- PROBLEM REQUIREMENTS:
From the data, return each line holding the word "Clone".

□ □ □ □ □ □ □

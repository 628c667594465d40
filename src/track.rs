//! Input and output video tracks.

use crate::capture::{CaptureSource, TrackSettings};
use crate::error::EffectError;
use crate::output::OutputSink;
use anyhow::{bail, Context, Result};
use image::{imageops, RgbImage};

#[derive(Debug, Clone, Copy, PartialEq, Eq)]
pub enum ReadyState {
    Live,
    Ended,
}

/// Resolved stream settings.
#[derive(Debug, Clone, Copy, PartialEq)]
pub struct VideoSettings {
    pub width: u32,
    pub height: u32,
    pub frame_rate: f32,
}

impl VideoSettings {
    /// Resolve reported settings, rejecting missing or zero values
    pub fn resolve(settings: &TrackSettings) -> Result<Self, EffectError> {
        let width = settings.width.filter(|&w| w > 0);
        let height = settings.height.filter(|&h| h > 0);
        let frame_rate = settings.frame_rate.filter(|&fps| fps > 0.0);

        match (width, height, frame_rate) {
            (Some(width), Some(height), Some(frame_rate)) => Ok(Self {
                width,
                height,
                frame_rate,
            }),
            (None, _, _) | (_, None, _) => Err(EffectError::Construction(
                "input track does not report its dimensions".into(),
            )),
            (_, _, None) => Err(EffectError::Construction(
                "input track does not report its frame rate".into(),
            )),
        }
    }
}

/// A live camera track handed in by the caller.
pub struct InputTrack {
    source: Box<dyn CaptureSource>,
    state: ReadyState,
}

impl InputTrack {
    pub fn new(source: Box<dyn CaptureSource>) -> Self {
        Self {
            source,
            state: ReadyState::Live,
        }
    }

    pub fn ready_state(&self) -> ReadyState {
        self.state
    }

    /// Settings as reported by the device
    pub fn settings(&self) -> Option<TrackSettings> {
        self.source.settings()
    }

    fn capture(&mut self) -> Result<RgbImage> {
        if self.state == ReadyState::Ended {
            bail!("input track has ended");
        }
        self.source.capture_frame()
    }

    /// End the track. Safe to call repeatedly.
    pub fn stop(&mut self) {
        if self.state == ReadyState::Ended {
            return;
        }
        self.state = ReadyState::Ended;
        if let Err(err) = self.source.stop() {
            tracing::warn!("Failed to stop input track: {:#}", err);
        }
    }
}

/// Hidden sink bound to one input track. Its settings are captured once at
/// binding and never change.
pub struct FrameSource {
    track: InputTrack,
    settings: VideoSettings,
    attached: bool,
}

impl FrameSource {
    pub fn bind(track: InputTrack) -> Result<Self, EffectError> {
        let reported = track.settings().ok_or_else(|| {
            EffectError::NotSupported("input track cannot report its settings".into())
        })?;
        let settings = VideoSettings::resolve(&reported)?;

        tracing::debug!(
            "Frame source bound at {}x{}@{}",
            settings.width,
            settings.height,
            settings.frame_rate
        );

        Ok(Self {
            track,
            settings,
            attached: true,
        })
    }

    pub fn settings(&self) -> VideoSettings {
        self.settings
    }

    pub fn track(&self) -> &InputTrack {
        &self.track
    }

    /// Pull the next frame at the sink's fixed size
    pub fn next_frame(&mut self) -> Result<RgbImage> {
        if !self.attached {
            bail!("frame source is detached");
        }

        let frame = self.track.capture().context("Failed to capture frame")?;
        let (width, height) = (self.settings.width, self.settings.height);

        if frame.dimensions() == (width, height) {
            Ok(frame)
        } else {
            Ok(imageops::resize(
                &frame,
                width,
                height,
                imageops::FilterType::Triangle,
            ))
        }
    }

    /// Stop the input track and detach from it
    pub fn detach(&mut self) {
        self.track.stop();
        self.attached = false;
    }
}

/// Track derived from the output surface, feeding an [`OutputSink`].
pub struct OutputTrack {
    sink: Box<dyn OutputSink>,
    settings: VideoSettings,
    state: ReadyState,
    frames_written: u64,
}

impl OutputTrack {
    pub fn new(sink: Box<dyn OutputSink>, settings: VideoSettings) -> Self {
        let (sink_width, sink_height) = sink.resolution();
        if (sink_width, sink_height) != (settings.width, settings.height) {
            tracing::debug!(
                "Output sink runs at {}x{}, track at {}x{}",
                sink_width,
                sink_height,
                settings.width,
                settings.height
            );
        }

        Self {
            sink,
            settings,
            state: ReadyState::Live,
            frames_written: 0,
        }
    }

    pub fn settings(&self) -> VideoSettings {
        self.settings
    }

    pub fn ready_state(&self) -> ReadyState {
        self.state
    }

    pub fn frames_written(&self) -> u64 {
        self.frames_written
    }

    /// Capture one surface frame
    pub fn write(&mut self, surface: &RgbImage) -> Result<()> {
        if self.state == ReadyState::Ended {
            bail!("output track has ended");
        }
        self.sink.write_frame(surface)?;
        self.frames_written += 1;
        Ok(())
    }

    pub fn stop(&mut self) {
        if self.state == ReadyState::Ended {
            return;
        }
        self.state = ReadyState::Ended;
        if let Err(err) = self.sink.close() {
            tracing::warn!("Failed to close output sink: {:#}", err);
        }
    }
}
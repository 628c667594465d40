mod synthetic;
mod v4l_capture;

pub use synthetic::SyntheticCapture;
pub use v4l_capture::WebcamCapture;

use anyhow::Result;
use image::RgbImage;

/// Settings a capture device reports about its stream.
///
/// Fields the device cannot report are `None`.
#[derive(Debug, Clone, Copy, PartialEq, Default)]
pub struct TrackSettings {
    pub width: Option<u32>,
    pub height: Option<u32>,
    pub frame_rate: Option<f32>,
}

/// Trait for camera capture sources
pub trait CaptureSource {
    /// Capture a single frame
    fn capture_frame(&mut self) -> Result<RgbImage>;

    /// Stream settings, or `None` if the source cannot be introspected
    fn settings(&self) -> Option<TrackSettings>;

    /// Release the device
    fn stop(&mut self) -> Result<()> {
        Ok(())
    }
}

□ □ □ □ □ □ □

- TASK ANSWER:
#[derive(Debug, Clone, Copy, PartialEq, Eq)]
#[derive(Debug, Clone, Copy, PartialEq)]
#[derive(Debug, Clone, Copy, PartialEq, Default)]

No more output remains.